Approximately 10–25% of all school-age children have a recognisable mental health condition, with 50% of such problems emerging before the age of 14. Untreated these can lead to further problems in young adulthood, exposing young people to a wide range of risk behaviours and outcomes.
Researchers in Australia (University of Monash) have successfully demonstrated that offering online family focused guidance and skills for supporting a child with their mental and emotional wellbeing has long lasting benefits, fostering a positive and nurturing family environment and helping families develop a wide range of skills and knowledge. The website covers topics such as how to create a positive and nurturing family environment and best support their child’s mental wellbeing.
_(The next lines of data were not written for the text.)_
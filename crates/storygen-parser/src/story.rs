//! Story assembly from panels

use crate::error::{ParseError, ParseResult};
use crate::parsers::{
    AcceptanceCriteriaParser, PanelExtractor, RequirementListParser, SectionParser,
    ValueStatementParser,
};
use storygen_model::{SectionKind, Story, ValueStatement};

/// Parses a complete panel-formatted story
#[derive(Debug, Clone, Copy, Default)]
pub struct StoryParser {
    panels: PanelExtractor,
    value_statement: ValueStatementParser,
    requirements: RequirementListParser,
    acceptance_criteria: AcceptanceCriteriaParser,
}

impl StoryParser {
    /// Create new story parser
    #[inline]
    #[must_use]
    pub fn new() -> Self {
        Self::default()
    }

    /// Parse story text
    ///
    /// Panels are processed in source order. When a section appears more
    /// than once, the later panel replaces the earlier one. A malformed
    /// value statement fails the whole parse even if a later one is valid.
    ///
    /// # Errors
    /// - [`ParseError::InvalidInput`] if the text is empty or blank
    /// - [`ParseError::InvalidFormat`] if a value statement is malformed
    /// - [`ParseError::MissingSection`] if there is no value statement panel
    pub fn parse(&self, text: &str) -> ParseResult<Story> {
        let panels = self.panels.extract(text)?;

        let mut value_statement: Option<ValueStatement> = None;
        let mut requirements = Vec::new();
        let mut acceptance_criteria = Vec::new();

        for panel in &panels {
            match panel.section_kind() {
                Some(SectionKind::ValueStatement) => {
                    let parsed = self.value_statement.parse_section(panel.content())?;
                    if value_statement.is_some() {
                        tracing::warn!(
                            title = panel.title(),
                            "value statement panel overrides an earlier one"
                        );
                    }
                    value_statement = Some(parsed);
                }
                Some(SectionKind::Requirements) => {
                    requirements = self.requirements.parse_section(panel.content())?;
                }
                Some(SectionKind::AcceptanceCriteria) => {
                    acceptance_criteria =
                        self.acceptance_criteria.parse_section(panel.content())?;
                }
                None => {
                    tracing::trace!(title = panel.title(), "ignoring unrecognized panel");
                }
            }
        }

        let value_statement = value_statement
            .ok_or_else(|| ParseError::missing_section(SectionKind::ValueStatement))?;

        Ok(Story::new(value_statement, requirements, acceptance_criteria))
    }

    /// Parse possibly-absent story text
    ///
    /// # Errors
    /// Returns [`ParseError::InvalidInput`] for `None`, otherwise as
    /// [`StoryParser::parse`]
    pub fn parse_opt(&self, text: Option<&str>) -> ParseResult<Story> {
        text.map_or(Err(ParseError::InvalidInput), |text| self.parse(text))
    }
}

/// Parse story text with a default parser
///
/// # Errors
/// See [`StoryParser::parse`]
#[inline]
pub fn parse_story(text: &str) -> ParseResult<Story> {
    StoryParser::new().parse(text)
}

#[cfg(test)]
mod tests {
    use super::*;

    const VALUE_STATEMENT: &str =
        "{panel:title=Value Statement}\nAs a user, I want something, so that benefit.\n{panel}";

    #[test]
    fn value_statement_only() {
        let story = parse_story(VALUE_STATEMENT).unwrap();

        assert_eq!(story.value_statement().persona(), "user");
        assert_eq!(story.value_statement().goal(), "something");
        assert_eq!(story.value_statement().benefit(), "benefit.");
        assert!(story.requirements().is_empty());
        assert!(story.acceptance_criteria().is_empty());
    }

    #[test]
    fn empty_and_none_are_invalid_input() {
        let parser = StoryParser::new();
        assert_eq!(parser.parse(""), Err(ParseError::InvalidInput));
        assert_eq!(parser.parse_opt(None), Err(ParseError::InvalidInput));
        assert!(parser.parse_opt(Some(VALUE_STATEMENT)).is_ok());
    }

    #[test]
    fn missing_value_statement() {
        let text = "{panel:title=Requirements}\n1. do something\n{panel}";
        assert_eq!(
            parse_story(text),
            Err(ParseError::missing_section(SectionKind::ValueStatement))
        );
    }

    #[test]
    fn text_without_panels_is_missing_section() {
        assert!(matches!(
            parse_story("As a user, I want something, so that benefit."),
            Err(ParseError::MissingSection { .. })
        ));
    }

    #[test]
    fn malformed_value_statement() {
        let text = "{panel:title=Value Statement}\nThis is not a valid value statement format\n{panel}";
        assert!(matches!(
            parse_story(text),
            Err(ParseError::InvalidFormat { section: SectionKind::ValueStatement, .. })
        ));
    }

    #[test]
    fn last_value_statement_wins() {
        let text = format!(
            "{VALUE_STATEMENT}\n{{panel:title=Value Statement}}\nAs a manager, I want control, so that order.\n{{panel}}"
        );
        let story = parse_story(&text).unwrap();

        assert_eq!(story.value_statement().persona(), "manager");
        assert_eq!(story.value_statement().goal(), "control");
    }

    #[test]
    fn malformed_value_statement_fails_even_if_later_one_is_valid() {
        let text = format!("{{panel:title=Value Statement}}\nnonsense\n{{panel}}\n{VALUE_STATEMENT}");
        assert!(matches!(
            parse_story(&text),
            Err(ParseError::InvalidFormat { .. })
        ));
    }

    #[test]
    fn last_requirements_panel_wins() {
        let text = format!(
            "{VALUE_STATEMENT}\n{{panel:title=Requirements}}\n1. first\n{{panel}}\n\
             {{panel:title=Requirements}}\n1. second\n2. third\n{{panel}}"
        );
        let story = parse_story(&text).unwrap();
        assert_eq!(story.requirements().len(), 2);
        assert_eq!(story.requirements()[0].text(), "second");
    }

    #[test]
    fn unrecognized_panels_are_ignored() {
        let text = format!("{{panel:title=Notes}}\nAnything\n{{panel}}\n{VALUE_STATEMENT}");
        assert!(parse_story(&text).is_ok());
    }
}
This website has now been adapted for the UK and is being tested as part of the PIPA trial, coordinated by the University of Warwick.
Researchers are looking to collaborate with secondary schools across the South West to promote the trial and engage with families of young people aged 11-15-years-old. Parents, carers and young people of schools that sign up will be invited to fill in some online questionnaires and work through a series of online modules and factsheets.
Dr Richard Laugharne, Consultant Psychiatrist and Deputy Clinical Director for the CRN SWP, said: “This is a great opportunity for schools to get involved in the drive to improve youth mental health and to support students and families, particularly during these unprecedented times. It is also an opportunity for schools to be an integral part of evidence-based research to improve outcomes for young people.”
The study team hope to collaborate with about 50 schools nationally and recruit 433 families from the UK.
The trial is being co-ordinated by the University of Warwick, and led by Professor Andrew Thompson and Professor Jason Madan. The trial is funded by the National Institute for Health Research.